Having a perfectly clear and solid block of ice, weighing ten or fifteen pounds, a cavity is to be made in the top of it in either of two ways. The first is to carefully chip with an ice pick; the other, to melt with heated bricks.
If the latter be chosen the ice must be put into a tub or large pan, and one of the bricks held upon the centre of it until there is a slight depression, yet sufficient for the brick to rest in.
When the first brick is cold remove it, tip the block on one side, to let off the water, and then use another brick. Continue the operation till the cavity will hold as many oysters as are to be served. These should be kept an hour previous in a cool place; should be drained in a colander, and seasoned with salt, pepper and vinegar.
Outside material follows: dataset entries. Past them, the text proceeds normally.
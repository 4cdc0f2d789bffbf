//! HTTP surface tests driven through the router without a socket.

use axum::body::Body;
use axum::http::{Request, StatusCode};
use axum::Router;
use http_body_util::BodyExt;
use relayd::backend::FakeBackend;
use relayd::classifier::RelevanceClassifier;
use relayd::error::ModelError;
use relayd::formatter::ActivityFormatter;
use relayd::llm_client::{FakeTextModel, TextModel};
use relayd::metrics::DispatchMetrics;
use relayd::orchestrator::{DispatchSettings, Dispatcher};
use relayd::registry::BackendRegistry;
use relayd::server::{app, AppState, MAX_BODY_SIZE};
use serde_json::{json, Value};
use std::sync::Arc;
use tower::ServiceExt;

const CLASSIFY: &str = "Known services";
const FORMAT: &str = "data extraction assistant";

const SCORES: &str = r#"[{"service": "Ticketing", "applicability": 95}, {"service": "Weather", "applicability": 10}]"#;

struct Harness {
    app: Router,
    ticketing: Arc<FakeBackend>,
}

fn harness(model: FakeTextModel) -> Harness {
    let model: Arc<dyn TextModel> = Arc::new(model);
    let ticketing = Arc::new(FakeBackend::ok(json!({"events": [{"name": "Jazz Night"}]})));
    let registry = BackendRegistry::builder()
        .register("Ticketing", ticketing.clone())
        .build();
    let metrics = DispatchMetrics::new().unwrap();
    let classifier = RelevanceClassifier::new(
        model.clone(),
        vec!["Ticketing".to_string(), "Weather".to_string()],
    );
    let dispatcher = Dispatcher::new(classifier, Arc::new(registry), DispatchSettings::default())
        .with_metrics(metrics.clone());
    let state = AppState::new(dispatcher, ActivityFormatter::new(model), metrics);

    Harness {
        app: app(Arc::new(state)),
        ticketing,
    }
}

fn default_harness() -> Harness {
    harness(
        FakeTextModel::builder()
            .respond_when(CLASSIFY, SCORES)
            .respond_when(
                FORMAT,
                r#"[{"activity_name": "Jazz Night", "location": "Oslo"}]"#,
            )
            .build(),
    )
}

fn post_json(uri: &str, body: impl Into<Body>) -> Request<Body> {
    Request::builder()
        .method("POST")
        .uri(uri)
        .header("content-type", "application/json")
        .body(body.into())
        .unwrap()
}

fn get(uri: &str) -> Request<Body> {
    Request::builder().uri(uri).body(Body::empty()).unwrap()
}

async fn read_json(response: axum::response::Response) -> Value {
    let bytes = response.into_body().collect().await.unwrap().to_bytes();
    serde_json::from_slice(&bytes).unwrap()
}

async fn read_text(response: axum::response::Response) -> String {
    let bytes = response.into_body().collect().await.unwrap().to_bytes();
    String::from_utf8(bytes.to_vec()).unwrap()
}

#[tokio::test]
async fn test_prompt_returns_ordered_outcomes() {
    let h = default_harness();
    let response = h
        .app
        .oneshot(post_json("/v1/prompt", r#"{"prompt": "concerts in Oslo"}"#))
        .await
        .unwrap();

    assert_eq!(response.status(), StatusCode::OK);
    let body = read_json(response).await;
    let outcomes = body["outcomes"].as_array().unwrap();
    assert_eq!(outcomes.len(), 2);
    assert_eq!(outcomes[0]["backend"], "Ticketing");
    assert_eq!(outcomes[0]["data"]["events"][0]["name"], "Jazz Night");
    assert_eq!(outcomes[1]["backend"], "Weather");
    assert!(outcomes[1]["error"].is_string());
    assert_eq!(h.ticketing.call_count(), 1);
}

#[tokio::test]
async fn test_legacy_prompt_alias() {
    let h = default_harness();
    let response = h
        .app
        .oneshot(post_json("/promptOpenAI", r#"{"prompt": "concerts"}"#))
        .await
        .unwrap();
    assert_eq!(response.status(), StatusCode::OK);
}

#[tokio::test]
async fn test_missing_or_blank_prompt_is_bad_request() {
    for body in [r#"{}"#, r#"{"prompt": ""}"#, r#"{"prompt": "   "}"#] {
        let h = default_harness();
        let response = h.app.oneshot(post_json("/v1/prompt", body)).await.unwrap();
        assert_eq!(response.status(), StatusCode::BAD_REQUEST, "{}", body);
        let json = read_json(response).await;
        assert_eq!(json["error"], "prompt is required");
        assert_eq!(h.ticketing.call_count(), 0);
    }
}

#[tokio::test]
async fn test_malformed_body_is_bad_request() {
    let h = default_harness();
    let response = h
        .app
        .oneshot(post_json("/v1/prompt", "{not json"))
        .await
        .unwrap();
    assert_eq!(response.status(), StatusCode::BAD_REQUEST);
    let json = read_json(response).await;
    assert!(json["error"].as_str().unwrap().starts_with("invalid request body"));
}

#[tokio::test]
async fn test_classifier_failure_is_bad_gateway() {
    let h = harness(FakeTextModel::always_error(ModelError::Timeout(10)));
    let response = h
        .app
        .oneshot(post_json("/v1/prompt", r#"{"prompt": "concerts"}"#))
        .await
        .unwrap();
    assert_eq!(response.status(), StatusCode::BAD_GATEWAY);
    let json = read_json(response).await;
    assert!(json["error"]
        .as_str()
        .unwrap()
        .starts_with("failed to analyze the prompt"));
}

#[tokio::test]
async fn test_oversized_body_is_rejected() {
    let h = default_harness();
    let prompt = "x".repeat(MAX_BODY_SIZE + 1);
    let body = serde_json::to_string(&json!({ "prompt": prompt })).unwrap();
    let response = h.app.oneshot(post_json("/v1/prompt", body)).await.unwrap();
    assert!(response.status().is_client_error());
    assert_eq!(h.ticketing.call_count(), 0);
}

#[tokio::test]
async fn test_activities_include_backend_errors() {
    let h = default_harness();
    let response = h
        .app
        .oneshot(post_json("/v1/activities", r#"{"prompt": "concerts in Oslo"}"#))
        .await
        .unwrap();

    assert_eq!(response.status(), StatusCode::OK);
    let body = read_json(response).await;
    assert_eq!(body["activities"][0]["activity_name"], "Jazz Night");
    assert!(body["activities"][0]["date"].is_null());
    let errors = body["errors"].as_array().unwrap();
    assert_eq!(errors.len(), 1);
    assert_eq!(errors[0]["backend"], "Weather");
    assert!(errors[0]["error"].is_string());
}

#[tokio::test]
async fn test_activities_formatter_failure_is_bad_gateway() {
    let h = harness(
        FakeTextModel::builder()
            .respond_when(CLASSIFY, SCORES)
            .respond_when(FORMAT, "Sorry, I cannot help with that.")
            .build(),
    );
    let response = h
        .app
        .oneshot(post_json("/v1/activities", r#"{"prompt": "concerts"}"#))
        .await
        .unwrap();
    assert_eq!(response.status(), StatusCode::BAD_GATEWAY);
}

#[tokio::test]
async fn test_execute_action_on_named_backend() {
    let h = default_harness();
    let response = h
        .app
        .clone()
        .oneshot(post_json(
            "/v1/backends/Ticketing/execute",
            r#"{"action": "venues", "params": {"city": "Oslo"}}"#,
        ))
        .await
        .unwrap();
    assert_eq!(response.status(), StatusCode::OK);
    let body = read_json(response).await;
    assert_eq!(body["backend"], "Ticketing");
    assert!(body["data"].is_object());

    let response = h
        .app
        .oneshot(post_json("/v1/backends/Weather/execute", r#"{"action": "forecast"}"#))
        .await
        .unwrap();
    assert_eq!(response.status(), StatusCode::NOT_FOUND);
}

#[tokio::test]
async fn test_health_lists_backends() {
    let h = default_harness();
    let response = h.app.oneshot(get("/v1/health")).await.unwrap();
    assert_eq!(response.status(), StatusCode::OK);
    let body = read_json(response).await;
    assert_eq!(body["status"], "healthy");
    assert_eq!(body["backends"], json!(["Ticketing"]));
}

#[tokio::test]
async fn test_server_check() {
    let h = default_harness();
    let response = h.app.oneshot(get("/test")).await.unwrap();
    assert_eq!(response.status(), StatusCode::OK);
    assert_eq!(read_text(response).await, "Server check verified");
}

#[tokio::test]
async fn test_metrics_after_dispatch() {
    let h = default_harness();
    let response = h
        .app
        .clone()
        .oneshot(post_json("/v1/prompt", r#"{"prompt": "concerts"}"#))
        .await
        .unwrap();
    assert_eq!(response.status(), StatusCode::OK);

    let response = h.app.oneshot(get("/metrics")).await.unwrap();
    assert_eq!(response.status(), StatusCode::OK);
    let text = read_text(response).await;
    assert!(text.contains("relay_dispatch_requests_total{result=\"ok\"} 1"));
    assert!(text.contains("backend=\"_unregistered\",status=\"skipped\"} 1"));
}

#[tokio::test]
async fn test_missing_and_blank_prompts_counted_alike() {
    let h = default_harness();
    for body in [r#"{}"#, r#"{"prompt": "  "}"#] {
        let response = h
            .app
            .clone()
            .oneshot(post_json("/v1/prompt", body))
            .await
            .unwrap();
        assert_eq!(response.status(), StatusCode::BAD_REQUEST);
    }

    let response = h.app.oneshot(get("/metrics")).await.unwrap();
    let text = read_text(response).await;
    assert!(text.contains("relay_dispatch_requests_total{result=\"client_error\"} 2"), "{}", text);
}
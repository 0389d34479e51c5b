//! Contact form messages

use chrono::{DateTime, Utc};
use serde::{Deserialize, Serialize};
use sqlx::FromRow;
use utoipa::{IntoParams, ToSchema};
use validator::Validate;

use super::enums::ContactStatus;

#[derive(Debug, Clone, Serialize, Deserialize, FromRow, ToSchema)]
pub struct ContactMessage {
    pub id: i64,
    pub name: String,
    pub email: String,
    pub subject: String,
    pub message: String,
    pub status: ContactStatus,
    pub created_at: DateTime<Utc>,
}

#[derive(Debug, Deserialize, Validate, ToSchema)]
pub struct CreateContactMessage {
    #[validate(length(min = 1, message = "Name is required"))]
    pub name: String,
    #[validate(email(message = "Valid email is required"))]
    pub email: String,
    #[validate(length(min = 1, message = "Subject is required"))]
    pub subject: String,
    #[validate(length(min = 1, message = "Message is required"))]
    pub message: String,
}

#[derive(Debug, Deserialize, ToSchema)]
pub struct UpdateContactStatus {
    /// One of unread, read, replied
    pub status: String,
}

#[derive(Debug, Default, Deserialize, IntoParams, ToSchema)]
pub struct ContactQuery {
    pub status: Option<ContactStatus>,
    pub page: Option<i64>,
    pub limit: Option<i64>,
}

#[derive(Debug, Serialize, ToSchema)]
pub struct ContactPage {
    pub messages: Vec<ContactMessage>,
    pub pagination: super::Pagination,
}
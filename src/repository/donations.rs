//! Donations repository for database operations

use chrono::NaiveDate;
use sqlx::{Pool, Postgres};
use uuid::Uuid;

use crate::{
    error::{AppError, AppResult},
    models::{
        donation::{CreateDonation, Donation, DonationQuery, DonationStats},
        enums::DonationStatus,
        PageWindow,
    },
};

#[derive(Clone)]
pub struct DonationsRepository {
    pool: Pool<Postgres>,
}

impl DonationsRepository {
    pub fn new(pool: Pool<Postgres>) -> Self {
        Self { pool }
    }

    /// Get donation by ID
    pub async fn get_by_id(&self, id: i64) -> AppResult<Donation> {
        sqlx::query_as::<_, Donation>("SELECT * FROM donations WHERE id = $1")
            .bind(id)
            .fetch_optional(&self.pool)
            .await?
            .ok_or_else(|| AppError::NotFound(format!("Donation {} not found", id)))
    }

    /// Insert a new pending donation
    pub async fn create(&self, data: &CreateDonation, user_id: Option<Uuid>) -> AppResult<Donation> {
        let row = sqlx::query_as::<_, Donation>(
            r#"
            INSERT INTO donations (
                user_id, donor_name, organization, email, phone, address,
                computer_type, quantity, condition_status, pickup_date, message, status
            )
            VALUES ($1, $2, $3, $4, $5, $6, $7, $8, $9, $10, $11, $12)
            RETURNING *
            "#,
        )
        .bind(user_id)
        .bind(data.donor_name.trim())
        .bind(&data.organization)
        .bind(data.email.trim())
        .bind(data.phone.trim())
        .bind(data.address.trim())
        .bind(data.computer_type)
        .bind(data.quantity)
        .bind(data.condition_status)
        .bind(data.pickup_date)
        .bind(&data.message)
        .bind(DonationStatus::Pending)
        .fetch_one(&self.pool)
        .await?;
        Ok(row)
    }

    /// List donations, newest first, with optional status filter
    pub async fn list(&self, query: &DonationQuery, window: PageWindow) -> AppResult<(Vec<Donation>, i64)> {
        let total: i64 = sqlx::query_scalar(
            "SELECT COUNT(*) FROM donations WHERE ($1::text IS NULL OR status = $1)",
        )
        .bind(query.status)
        .fetch_one(&self.pool)
        .await?;

        let rows = sqlx::query_as::<_, Donation>(
            r#"
            SELECT * FROM donations
            WHERE ($1::text IS NULL OR status = $1)
            ORDER BY created_at DESC, id DESC
            LIMIT $2 OFFSET $3
            "#,
        )
        .bind(query.status)
        .bind(window.limit)
        .bind(window.offset())
        .fetch_all(&self.pool)
        .await?;

        Ok((rows, total))
    }

    /// Donations owned by a user, newest first
    pub async fn list_for_user(&self, user_id: Uuid) -> AppResult<Vec<Donation>> {
        let rows = sqlx::query_as::<_, Donation>(
            "SELECT * FROM donations WHERE user_id = $1 ORDER BY created_at DESC, id DESC",
        )
        .bind(user_id)
        .fetch_all(&self.pool)
        .await?;
        Ok(rows)
    }

    /// Set status, and the pickup date when one is given
    pub async fn update_status(
        &self,
        id: i64,
        status: DonationStatus,
        pickup_date: Option<NaiveDate>,
    ) -> AppResult<Donation> {
        sqlx::query_as::<_, Donation>(
            r#"
            UPDATE donations
            SET status = $2, pickup_date = COALESCE($3, pickup_date), updated_at = NOW()
            WHERE id = $1
            RETURNING *
            "#,
        )
        .bind(id)
        .bind(status)
        .bind(pickup_date)
        .fetch_optional(&self.pool)
        .await?
        .ok_or_else(|| AppError::NotFound(format!("Donation {} not found", id)))
    }

    /// Donation counters
    pub async fn stats(&self) -> AppResult<DonationStats> {
        let stats = sqlx::query_as::<_, DonationStats>(
            r#"
            SELECT
                COUNT(*)::bigint AS total_donations,
                COALESCE(SUM(quantity), 0)::bigint AS total_computers,
                COUNT(*) FILTER (WHERE status = 'delivered')::bigint AS delivered_donations,
                COUNT(*) FILTER (WHERE status = 'pending')::bigint AS pending_donations
            FROM donations
            "#,
        )
        .fetch_one(&self.pool)
        .await?;
        Ok(stats)
    }

    /// Count donations in a status
    pub async fn count_by_status(&self, status: DonationStatus) -> AppResult<i64> {
        let count: i64 = sqlx::query_scalar("SELECT COUNT(*) FROM donations WHERE status = $1")
            .bind(status)
            .fetch_one(&self.pool)
            .await?;
        Ok(count)
    }

    /// Donations that left pending/rejected and were last updated within the period
    pub async fn approved_between(
        &self,
        start: Option<NaiveDate>,
        end: Option<NaiveDate>,
    ) -> AppResult<Vec<Donation>> {
        let rows = sqlx::query_as::<_, Donation>(
            r#"
            SELECT * FROM donations
            WHERE status IN ('approved', 'collected', 'processing', 'delivered')
              AND ($1::date IS NULL OR updated_at >= $1::date)
              AND ($2::date IS NULL OR updated_at < $2::date + INTERVAL '1 day')
            ORDER BY updated_at DESC
            "#,
        )
        .bind(start)
        .bind(end)
        .fetch_all(&self.pool)
        .await?;
        Ok(rows)
    }
}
After laying two folded napkins on a large platter, to prevent the block from slipping, cover the dish with parsley, so that only the ice is visible. Stick a number of pinks, or of any small, bright flowers that do not wilt rapidly, into the parsley.
Pour oysters into the space in the top of the ice, and garnish with thin slices of lemon.
This gives an elegant dish, and does away with the unsightly shells in which raw oysters are usually served.
It is not expensive, for the common oysters do as well as those of good size. Indeed, as many ladies dislike the large ones, here is an excellent substitute for serving in the shell, particularly as the oysters require no seasoning when once on the table.
A quart is enough for a party of ten; but a block of the size given will hold two quarts.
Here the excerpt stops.